La vie est un mouvement. Le principe de la vie, quelle qu’en soit la nature, est, éminemment et visiblement, un principe d’excitation, d’impulsion, une force motrice. « C’est se faire une idée fausse de la vie, dit G. Cuvier, que de la considérer comme un simple lien qui retiendrait ensemble les éléments du corps vivant, tandis qu’elle est, au contraire, un ce ressort qui les meut et les transporte sans cesse. » — « Ces éléments, ajoute-t-il, ne conservent pas un instant les mêmes rapports et les mêmes connexions, ou, en d’autres termes, le corps vivant ne garde pas un instant le même état et la même composition : » dernière phrase très-remarquable, surtout sous la plume d’un esprit si sûr, et qui n’est pourtant que l’énonciation nouvelle d’une idée fort ancienne dans la science.

Longtemps avant Cuvier, Leibnitz avait dit : « Notre corps est dans un flux perpétuel comme une rivière, et des parties y entrent et en sortent continuellement ; » et, longtemps avant Leibnitz, les physiologistes avaient comparé le corps humain au fameux vaisseau de Thésée, qui était toujours le même vaisseau, quoique, à force d’avoir été réparé, il n’eût plus une seule des pièces qui avaient servi à le construire[7]. La vérité est que l’idée de la rénovation continuelle de nos organes a toujours été dans la science, mais la vérité est aussi qu’elle y a toujours été contestée.
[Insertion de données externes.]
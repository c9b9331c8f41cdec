//! Content-addressed artifact cache.
//!
//! Layout under the cache root:
//!
//! ```text
//! objects/<sha256>/<filename>   verified artifact content
//! staging/                      in-flight downloads, unique temp names
//! index.json                    size + last-used bookkeeping for eviction
//! ```
//!
//! Entry identity is the content hash, never the filename — two sources
//! serving the same bytes under different names collapse to one entry.
//! Writes land in `staging/` and reach `objects/` only via an atomic rename,
//! so a reader never observes a half-written entry, even across crashes.

use std::collections::BTreeMap;
use std::io::Read;
use std::path::{Path, PathBuf};
use std::sync::{Arc, Mutex};

use anyhow::{Context, Result};
use chrono::{DateTime, Utc};
use serde::{Deserialize, Serialize};
use sha2::{Digest, Sha256};

use crate::application::ports::{ArtifactStore, CommitOutcome};

const INDEX_FILENAME: &str = "index.json";

/// Compute the full-file SHA-256 hash, reading in 64 KiB chunks.
///
/// Returns the lowercase hex-encoded hash string.
///
/// # Errors
///
/// Returns an error if the file cannot be opened or read.
pub fn sha256_file(path: &Path) -> Result<String> {
    let mut file = std::fs::File::open(path)
        .with_context(|| format!("failed to open {}", path.display()))?;
    let mut hasher = Sha256::new();
    let mut buf = vec![0u8; 65536];
    loop {
        let n = file.read(&mut buf).context("reading file for hashing")?;
        if n == 0 {
            break;
        }
        hasher.update(&buf[..n]);
    }
    Ok(hex_encode(&hasher.finalize()))
}

/// Encode bytes as lowercase hex string.
#[must_use]
pub fn hex_encode(bytes: &[u8]) -> String {
    const HEX: &[u8; 16] = b"0123456789abcdef";
    let mut out = String::with_capacity(bytes.len() * 2);
    for &b in bytes {
        out.push(char::from(HEX[(b >> 4) as usize]));
        out.push(char::from(HEX[(b & 0xf) as usize]));
    }
    out
}

// ── Index ─────────────────────────────────────────────────────────────────────

#[derive(Debug, Default, Serialize, Deserialize)]
struct CacheIndex {
    entries: BTreeMap<String, CacheEntry>,
}

#[derive(Debug, Clone, Serialize, Deserialize)]
struct CacheEntry {
    filename: String,
    size_bytes: u64,
    last_used: DateTime<Utc>,
}

// ── Cache ─────────────────────────────────────────────────────────────────────

/// Content-addressed cache with an LRU size cap.
#[derive(Debug, Clone)]
pub struct ArtifactCache {
    root: PathBuf,
    max_bytes: u64,
    // Serializes index read-modify-write across the poll cycles. Object
    // content itself needs no lock: it is immutable once renamed in.
    index_lock: Arc<Mutex<()>>,
}

impl ArtifactCache {
    /// Open (and lay out) a cache rooted at `root`.
    ///
    /// # Errors
    ///
    /// Returns an error if the directory layout cannot be created.
    pub fn open(root: PathBuf, max_bytes: u64) -> Result<Self> {
        std::fs::create_dir_all(root.join("objects"))
            .with_context(|| format!("creating {}", root.join("objects").display()))?;
        std::fs::create_dir_all(root.join("staging"))
            .with_context(|| format!("creating {}", root.join("staging").display()))?;
        Ok(Self {
            root,
            max_bytes,
            index_lock: Arc::new(Mutex::new(())),
        })
    }

    fn object_dir(&self, sha256: &str) -> PathBuf {
        self.root.join("objects").join(sha256)
    }

    fn index_path(&self) -> PathBuf {
        self.root.join(INDEX_FILENAME)
    }

    fn load_index(&self) -> CacheIndex {
        // A missing or unreadable index costs only LRU accuracy, never
        // correctness: entry content is always re-verified on lookup.
        std::fs::read_to_string(self.index_path())
            .ok()
            .and_then(|s| serde_json::from_str(&s).ok())
            .unwrap_or_default()
    }

    fn save_index(&self, index: &CacheIndex) -> Result<()> {
        let content = serde_json::to_string_pretty(index).context("serializing cache index")?;
        let temp = self.index_path().with_extension("json.tmp");
        std::fs::write(&temp, content)
            .with_context(|| format!("writing {}", temp.display()))?;
        std::fs::rename(&temp, self.index_path())
            .with_context(|| format!("finalizing {}", self.index_path().display()))?;
        Ok(())
    }

    fn remove_entry(&self, index: &mut CacheIndex, sha256: &str) {
        let _ = std::fs::remove_dir_all(self.object_dir(sha256));
        index.entries.remove(sha256);
    }

    fn lookup_sync(&self, sha256: &str) -> Result<Option<PathBuf>> {
        let _guard = self.index_lock.lock().map_err(|_| poisoned())?;
        let dir = self.object_dir(sha256);
        if !dir.exists() {
            return Ok(None);
        }

        let mut index = self.load_index();
        let path = match index.entries.get(sha256) {
            Some(entry) => dir.join(&entry.filename),
            // Entry landed without index bookkeeping (crash mid-commit):
            // recover the filename from the object directory.
            None => match std::fs::read_dir(&dir)
                .ok()
                .and_then(|mut it| it.next())
                .and_then(std::result::Result::ok)
            {
                Some(first) => first.path(),
                None => {
                    self.remove_entry(&mut index, sha256);
                    let _ = self.save_index(&index);
                    return Ok(None);
                }
            },
        };

        // Re-verify on every hit; a corrupted entry is deleted, not repaired.
        let verified = path.is_file() && sha256_file(&path).is_ok_and(|actual| actual == sha256);
        if !verified {
            self.remove_entry(&mut index, sha256);
            let _ = self.save_index(&index);
            return Ok(None);
        }

        let size_bytes = std::fs::metadata(&path).map(|m| m.len()).unwrap_or(0);
        let filename = path
            .file_name()
            .map(|n| n.to_string_lossy().into_owned())
            .unwrap_or_default();
        index.entries.insert(
            sha256.to_string(),
            CacheEntry {
                filename,
                size_bytes,
                last_used: Utc::now(),
            },
        );
        self.save_index(&index)?;
        Ok(Some(path))
    }

    fn commit_sync(
        &self,
        staged: &Path,
        expected_sha256: &str,
        filename: &str,
    ) -> Result<CommitOutcome> {
        let actual = sha256_file(staged)?;
        if actual != expected_sha256 {
            // Corrupt content is never kept, not even in staging.
            std::fs::remove_file(staged)
                .with_context(|| format!("removing corrupt staging file {}", staged.display()))?;
            return Ok(CommitOutcome::ChecksumMismatch { actual });
        }

        let _guard = self.index_lock.lock().map_err(|_| poisoned())?;
        let dir = self.object_dir(expected_sha256);
        std::fs::create_dir_all(&dir)
            .with_context(|| format!("creating {}", dir.display()))?;
        let destination = dir.join(filename);
        std::fs::rename(staged, &destination).with_context(|| {
            format!("moving verified artifact into {}", destination.display())
        })?;

        let size_bytes = std::fs::metadata(&destination).map(|m| m.len()).unwrap_or(0);
        let mut index = self.load_index();
        index.entries.insert(
            expected_sha256.to_string(),
            CacheEntry {
                filename: filename.to_string(),
                size_bytes,
                last_used: Utc::now(),
            },
        );
        self.evict_lru(&mut index, expected_sha256);
        self.save_index(&index)?;
        Ok(CommitOutcome::Committed(destination))
    }

    /// Remove least-recently-used entries until the cap is respected. The
    /// just-inserted entry is never evicted, even when it alone exceeds the
    /// cap — serving the artifact beats strict cap enforcement.
    fn evict_lru(&self, index: &mut CacheIndex, keep: &str) {
        loop {
            let total: u64 = index.entries.values().map(|e| e.size_bytes).sum();
            if total <= self.max_bytes {
                return;
            }
            let Some(oldest) = index
                .entries
                .iter()
                .filter(|(sha, _)| sha.as_str() != keep)
                .min_by_key(|(_, e)| e.last_used)
                .map(|(sha, _)| sha.clone())
            else {
                return;
            };
            tracing::info!(sha256 = %oldest, "evicting artifact to respect cache size cap");
            self.remove_entry(index, &oldest);
        }
    }

    fn stage_sync(&self) -> Result<PathBuf> {
        let file = tempfile::Builder::new()
            .prefix("download-")
            .suffix(".part")
            .tempfile_in(self.root.join("staging"))
            .context("allocating staging file")?;
        let path = file
            .into_temp_path()
            .keep()
            .context("detaching staging file")?;
        Ok(path)
    }
}

fn poisoned() -> anyhow::Error {
    anyhow::anyhow!("cache index lock poisoned")
}

impl ArtifactStore for ArtifactCache {
    async fn stage(&self) -> Result<PathBuf> {
        let cache = self.clone();
        tokio::task::spawn_blocking(move || cache.stage_sync())
            .await
            .context("staging task panicked")?
    }

    async fn lookup(&self, sha256: &str) -> Result<Option<PathBuf>> {
        let cache = self.clone();
        let sha256 = sha256.to_string();
        tokio::task::spawn_blocking(move || cache.lookup_sync(&sha256))
            .await
            .context("cache lookup task panicked")?
    }

    async fn commit(
        &self,
        staged: &Path,
        expected_sha256: &str,
        filename: &str,
    ) -> Result<CommitOutcome> {
        let cache = self.clone();
        let staged = staged.to_path_buf();
        let expected = expected_sha256.to_string();
        let filename = filename.to_string();
        tokio::task::spawn_blocking(move || cache.commit_sync(&staged, &expected, &filename))
            .await
            .context("cache commit task panicked")?
    }
}

// ── Unit tests ────────────────────────────────────────────────────────────────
Je crois l’avoir prouvée dans ces derniers temps par des expériences directes.

J’ai fait voir que le mécanisme du développement des os consiste essentiellement dans une mutation continuelle de toutes les parties qui les composent. Cet os que je considère, et qui se développe, n’a plus en ce moment aucune des parties qu’il avait il y a quelque temps, et bientôt il n’aura plus aucune de celles qu’il a aujourd’hui. Et, dans tout ce mouvement perpétuel de matière, sa forme change très-peu. Là est une des premières et fondamentales lois qui régissent les organismes. Dans tout ce qui a vie, la forme est plus persistante que la matière.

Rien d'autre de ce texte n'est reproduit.